- What you need to do
The lines of the records that include "views" should all be copied.

[Stored data]
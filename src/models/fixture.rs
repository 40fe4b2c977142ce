use serde::{Deserialize, Deserializer, Serialize};
use serde_json::Value;
use strum::{AsRefStr, Display, EnumString};

use crate::schedule::{self, Classification};

/// Image shown when a side has no crest
pub const PLACEHOLDER_IMAGE: &str = "/placeholder.svg?height=80&width=80";

/// A scheduled match with its candidate streams
#[derive(Debug, Clone, Serialize, Deserialize, PartialEq)]
pub struct Fixture {
    #[serde(deserialize_with = "lenient_string")]
    pub id: String,
    #[serde(default, deserialize_with = "lenient_string")]
    pub league: String,
    #[serde(default, deserialize_with = "lenient_string")]
    pub home_name: String,
    #[serde(default, deserialize_with = "lenient_string")]
    pub away_name: String,
    #[serde(default, deserialize_with = "optional_image")]
    pub home_img: Option<String>,
    #[serde(default, deserialize_with = "optional_image")]
    pub away_img: Option<String>,
    /// Kick-off as epoch seconds
    #[serde(default, deserialize_with = "lenient_epoch_seconds")]
    pub match_time: i64,
    #[serde(default, deserialize_with = "lenient_links")]
    pub links: Vec<StreamDescriptor>,
}

/// One candidate stream before resolution.
///
/// `name` is matched by substring to pick a provider template and quality
/// tier; `url` is either an absolute URL or a provider stream key.
#[derive(Debug, Clone, Serialize, Deserialize, PartialEq, Eq, Hash)]
pub struct StreamDescriptor {
    #[serde(default, deserialize_with = "lenient_string")]
    pub name: String,
    #[serde(default, deserialize_with = "lenient_string")]
    pub url: String,
}

#[derive(
    Debug, Clone, Copy, PartialEq, Eq, Hash, Serialize, Deserialize, Display, EnumString, AsRefStr,
)]
#[serde(rename_all = "lowercase")]
#[strum(serialize_all = "lowercase", ascii_case_insensitive)]
pub enum MatchStatus {
    Live,
    Upcoming,
    Finished,
}

impl MatchStatus {
    /// Badge text used by list views
    pub fn label(&self) -> &'static str {
        match self {
            MatchStatus::Live => "LIVE",
            MatchStatus::Upcoming => "UPCOMING",
            MatchStatus::Finished => "FINISHED",
        }
    }
}

impl StreamDescriptor {
    pub fn new<N: Into<String>, U: Into<String>>(name: N, url: U) -> Self {
        Self {
            name: name.into(),
            url: url.into(),
        }
    }
}

impl Fixture {
    pub fn home_image(&self) -> &str {
        self.home_img.as_deref().unwrap_or(PLACEHOLDER_IMAGE)
    }

    pub fn away_image(&self) -> &str {
        self.away_img.as_deref().unwrap_or(PLACEHOLDER_IMAGE)
    }

    /// "Home vs Away", with generic labels for missing names
    pub fn title(&self) -> String {
        let home = if self.home_name.is_empty() {
            "Home Team"
        } else {
            &self.home_name
        };
        let away = if self.away_name.is_empty() {
            "Away Team"
        } else {
            &self.away_name
        };
        format!("{home} vs {away}")
    }

    pub fn classify_at(&self, now_ms: i64) -> Classification {
        schedule::classify(self.match_time, now_ms)
    }

    pub fn status_at(&self, now_ms: i64) -> MatchStatus {
        self.classify_at(now_ms).status
    }

    pub fn has_streams(&self) -> bool {
        !self.links.is_empty()
    }

    /// Stream opened when the player first becomes ready: the first HD
    /// labelled link, otherwise the first link.
    pub fn default_stream(&self) -> Option<&StreamDescriptor> {
        self.links
            .iter()
            .find(|link| link.name.contains("HD"))
            .or_else(|| self.links.first())
    }

    /// Case-insensitive match against both side names and the league
    pub fn matches_search(&self, needle: &str) -> bool {
        let needle = needle.trim().to_lowercase();
        if needle.is_empty() {
            return true;
        }
        [&self.home_name, &self.away_name, &self.league]
            .iter()
            .any(|field| field.to_lowercase().contains(&needle))
    }
}

fn lenient_string<'de, D>(deserializer: D) -> Result<String, D::Error>
where
    D: Deserializer<'de>,
{
    Ok(match Value::deserialize(deserializer)? {
        Value::String(s) => s,
        Value::Number(n) => n.to_string(),
        Value::Bool(b) => b.to_string(),
        _ => String::new(),
    })
}

fn optional_image<'de, D>(deserializer: D) -> Result<Option<String>, D::Error>
where
    D: Deserializer<'de>,
{
    Ok(match Value::deserialize(deserializer)? {
        Value::String(s) if !s.trim().is_empty() => Some(s),
        _ => None,
    })
}

/// Integers, floats and numeric strings are accepted; anything else maps to
/// zero, which classifies as finished.
fn lenient_epoch_seconds<'de, D>(deserializer: D) -> Result<i64, D::Error>
where
    D: Deserializer<'de>,
{
    Ok(parse_epoch_seconds(&Value::deserialize(deserializer)?))
}

pub(crate) fn parse_epoch_seconds(value: &Value) -> i64 {
    match value {
        Value::Number(n) => n
            .as_i64()
            .or_else(|| n.as_f64().filter(|f| f.is_finite()).map(|f| f.floor() as i64))
            .unwrap_or(0),
        Value::String(s) => {
            let s = s.trim();
            s.parse::<i64>()
                .ok()
                .or_else(|| {
                    s.parse::<f64>()
                        .ok()
                        .filter(|f| f.is_finite())
                        .map(|f| f.floor() as i64)
                })
                .unwrap_or(0)
        }
        _ => 0,
    }
}

fn lenient_links<'de, D>(deserializer: D) -> Result<Vec<StreamDescriptor>, D::Error>
where
    D: Deserializer<'de>,
{
    match Value::deserialize(deserializer)? {
        Value::Array(items) => Ok(items
            .into_iter()
            .filter_map(|item| serde_json::from_value(item).ok())
            .collect()),
        _ => Ok(Vec::new()),
    }
}
//! Command implementations behind the `fbstream` binary.
//!
//! Rendering functions return lines instead of printing so they can be
//! checked in tests; `main.rs` owns stdout.

use std::ops::ControlFlow;
use std::sync::Arc;
use std::time::Duration;

use chrono::TimeZone;
use tokio::sync::mpsc;
use tokio::time::{Instant, sleep_until};
use tracing::{debug, info, warn};

use crate::config::Config;
use crate::errors::{AppError, AppResult};
use crate::models::{Fixture, FixtureFilters, MatchStatus};
use crate::playback::{
    EngineBootstrap, EngineEvent, EngineEventKind, HttpScriptLoader, LoggingBackend,
    PlaybackSessionController, PlayerOptions,
};
use crate::schedule::{StreamAvailability, ViewTimers, next_transition_in};
use crate::services::FixtureDirectory;
use crate::streaming::{AuthTokenGenerator, ClientProfile, StreamResolver};
use crate::utils::time::{DayBucket, format_match_time, now_millis};

/// Wall clock with an optional shift, for previewing how views look later
#[derive(Debug, Clone, Copy, Default)]
pub struct Clock {
    shift_ms: i64,
}

impl Clock {
    pub fn shifted_by_seconds(seconds: i32) -> Self {
        Self {
            shift_ms: i64::from(seconds) * 1000,
        }
    }

    pub fn now_ms(&self) -> i64 {
        now_millis() + self.shift_ms
    }
}

/// One list row: badge, kick-off, teams, league and a short summary
pub fn fixture_line<Z: TimeZone>(fixture: &Fixture, now_ms: i64, zone: &Z) -> String
where
    Z::Offset: std::fmt::Display,
{
    let classification = fixture.classify_at(now_ms);
    let when = format_match_time(fixture.match_time, zone);
    let mut line = format!(
        "[{:<8}] {} | {:>8} | {} | {}",
        classification.status.label(),
        when.full,
        fixture.id,
        fixture.title(),
        if fixture.league.is_empty() {
            "-"
        } else {
            &fixture.league
        }
    );
    if classification.status == MatchStatus::Upcoming {
        line.push_str(&format!(" | in {}", classification.summary()));
    }
    line
}

pub async fn list_lines<Z: TimeZone>(
    directory: &FixtureDirectory,
    filters: &FixtureFilters,
    live_only: bool,
    now_ms: i64,
    zone: &Z,
) -> Vec<String>
where
    Z::Offset: std::fmt::Display,
{
    let fixtures = if live_only {
        directory.live_tab(now_ms).await
    } else {
        directory.filter(filters, now_ms).await
    };

    let mut lines: Vec<String> = fixtures
        .iter()
        .map(|f| fixture_line(f, now_ms, zone))
        .collect();
    if lines.is_empty() {
        lines.push("No matches found".to_string());
    }

    let active = filters.active_count();
    if active > 0 && !live_only {
        lines.push(format!("({active} filter(s) active)"));
    }

    let mut buckets = Vec::new();
    for bucket in DayBucket::ALL {
        let count = directory.in_bucket(bucket, now_ms, zone).await.len();
        buckets.push(format!("{bucket}: {count}"));
    }
    lines.push(buckets.join(", "));
    lines.push(format!("Leagues: {}", directory.leagues().await.join(", ")));
    lines
}

/// Reprint the list every `period` until Ctrl-C, keeping "starts in"
/// summaries current.
pub async fn follow_list<Z: TimeZone>(
    directory: &FixtureDirectory,
    filters: &FixtureFilters,
    live_only: bool,
    clock: Clock,
    zone: &Z,
    period: Duration,
) where
    Z::Offset: std::fmt::Display,
{
    let mut timers = ViewTimers::new();
    let (tx, mut rx) = mpsc::unbounded_channel();
    timers.every("list-summary", period, move || {
        if tx.send(()).is_ok() {
            ControlFlow::Continue(())
        } else {
            ControlFlow::Break(())
        }
    });

    loop {
        tokio::select! {
            tick = rx.recv() => {
                if tick.is_none() {
                    break;
                }
                for line in list_lines(directory, filters, live_only, clock.now_ms(), zone).await {
                    println!("{line}");
                }
                println!();
            }
            _ = tokio::signal::ctrl_c() => break,
        }
    }
    timers.cancel();
}

pub fn show_lines<Z: TimeZone>(fixture: &Fixture, now_ms: i64, zone: &Z) -> Vec<String>
where
    Z::Offset: std::fmt::Display,
{
    let classification = fixture.classify_at(now_ms);
    let when = format_match_time(fixture.match_time, zone);
    let mut lines = vec![
        fixture.title(),
        format!("League: {}", fixture.league),
        format!("Kick-off: {} at {}", when.date, when.time),
        format!("Status: {}", classification.status.label()),
        format!("Countdown: {}", classification.countdown()),
        format!("Crests: {} / {}", fixture.home_image(), fixture.away_image()),
    ];
    let availability = StreamAvailability::for_fixture(fixture, now_ms);
    lines.push(availability.message().to_string());
    if availability == StreamAvailability::Watchable {
        for link in &fixture.links {
            lines.push(format!("  - {}", link.name));
        }
        if let Some(default) = fixture.default_stream() {
            lines.push(format!("Default stream: {}", default.name));
        }
    }
    lines
}

pub fn resolve_lines(fixture: &Fixture, resolver: &StreamResolver) -> Vec<String> {
    if fixture.links.is_empty() {
        return vec![StreamAvailability::NoLinks.message().to_string()];
    }
    resolver
        .resolve_all(&fixture.links)
        .into_iter()
        .map(|resolved| {
            format!(
                "{} [{} / {}] {}",
                resolved.name, resolved.route, resolved.container, resolved.url
            )
        })
        .collect()
}

pub async fn find_fixture(directory: &FixtureDirectory, id: &str) -> AppResult<Fixture> {
    directory
        .find(id)
        .await
        .ok_or_else(|| AppError::not_found("fixture", id))
}

/// Count down until the stream opens or `deadline` passes. Returns whether
/// the fixture became watchable.
async fn wait_until_watchable(
    config: &Config,
    fixture: &Fixture,
    clock: Clock,
    deadline: Instant,
) -> bool {
    let mut timers = ViewTimers::new();

    if let Some(delay) = next_transition_in(fixture.match_time, clock.now_ms()) {
        let title = fixture.title();
        timers.after(
            "status-transition",
            Duration::from_millis(delay.max(0) as u64),
            move || info!("{} changes status now", title),
        );
    }

    // The stream opens at the start of the live band, before the countdown
    // reaches zero
    let mut countdown = timers.countdown(
        fixture.match_time,
        config.schedule.countdown_tick,
        move || clock.now_ms(),
    );

    loop {
        if StreamAvailability::for_fixture(fixture, clock.now_ms()) == StreamAvailability::Watchable
        {
            timers.cancel();
            return true;
        }
        tokio::select! {
            changed = countdown.changed() => {
                if changed.is_err() {
                    // Countdown latched LIVE NOW and stopped publishing
                    timers.cancel();
                    return StreamAvailability::for_fixture(fixture, clock.now_ms())
                        == StreamAvailability::Watchable;
                }
                println!("Starts in {}", *countdown.borrow_and_update());
            }
            _ = sleep_until(deadline) => {
                timers.cancel();
                return false;
            }
        }
    }
}

/// Count down if needed, then run a playback session on the logging backend
/// until `seconds` have elapsed or Ctrl-C is pressed.
pub async fn watch(
    config: &Config,
    fixture: &Fixture,
    client: ClientProfile,
    seconds: u64,
    clock: Clock,
) -> AppResult<()> {
    let deadline = Instant::now() + Duration::from_secs(seconds);

    match StreamAvailability::for_fixture(fixture, clock.now_ms()) {
        StreamAvailability::NoLinks => {
            println!("{}", StreamAvailability::NoLinks.message());
            return Ok(());
        }
        StreamAvailability::NotYet => {
            println!("{}", StreamAvailability::NotYet.message());
            if !wait_until_watchable(config, fixture, clock, deadline).await {
                return Ok(());
            }
        }
        StreamAvailability::Watchable => {}
    }

    let Some(descriptor) = fixture.default_stream().cloned() else {
        return Ok(());
    };

    // Apple clients decode manifests natively
    let backend = Arc::new(LoggingBackend::new(!client.is_apple_like()));
    let mut session = PlaybackSessionController::new(
        backend,
        PlayerOptions::from_config(&config.player),
        AuthTokenGenerator::from_config(&config.token)?,
        client,
    );
    session.on_stream_change(|url| info!("Now streaming {}", url));

    let loader = HttpScriptLoader::new(config.source.request_timeout, &config.source.user_agent)?;
    let bootstrap = EngineBootstrap::new(config.player.scripts.clone());
    match session.initialize(&bootstrap, &loader).await {
        Ok(capabilities) => debug!(
            "Engine capabilities: manifest adapter {}, segment adapter {}",
            capabilities.manifest_adapter, capabilities.segment_adapter
        ),
        Err(e) if e.is_retryable() => {
            println!("Failed to load video player. Please try again. ({e})");
            return Ok(());
        }
        Err(e) => return Err(e.into()),
    }

    match session.select_stream(&descriptor) {
        Ok(resolved) => println!("Playing {} ({})", resolved.name, resolved.container),
        Err(e) => {
            warn!("Stream selection failed: {}", e);
            println!("Failed to initialize video player: {e}");
            session.teardown();
            return Ok(());
        }
    }

    loop {
        tokio::select! {
            event = session.next_event() => {
                let Some(event) = event else {
                    break;
                };
                if let Some(line) = player_error_line(&event, session.active_generation()) {
                    println!("{line}");
                }
            }
            _ = sleep_until(deadline) => break,
            _ = tokio::signal::ctrl_c() => {
                info!("Interrupted");
                break;
            }
        }
    }

    session.teardown();
    let usage = session.data_usage();
    println!(
        "Estimated data usage: {:.1} MB over {}s",
        usage.played_mb,
        usage.played.as_secs()
    );
    Ok(())
}

/// Error message for an event from the engine currently playing
pub fn player_error_line(event: &EngineEvent, active_generation: Option<u64>) -> Option<String> {
    match &event.kind {
        EngineEventKind::Error(message) if active_generation == Some(event.generation) => {
            Some(format!("Player error: {message}"))
        }
        _ => None,
    }
}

- Task output
    /// Badge text used by list views
/// Wall clock with an optional shift, for previewing how views look later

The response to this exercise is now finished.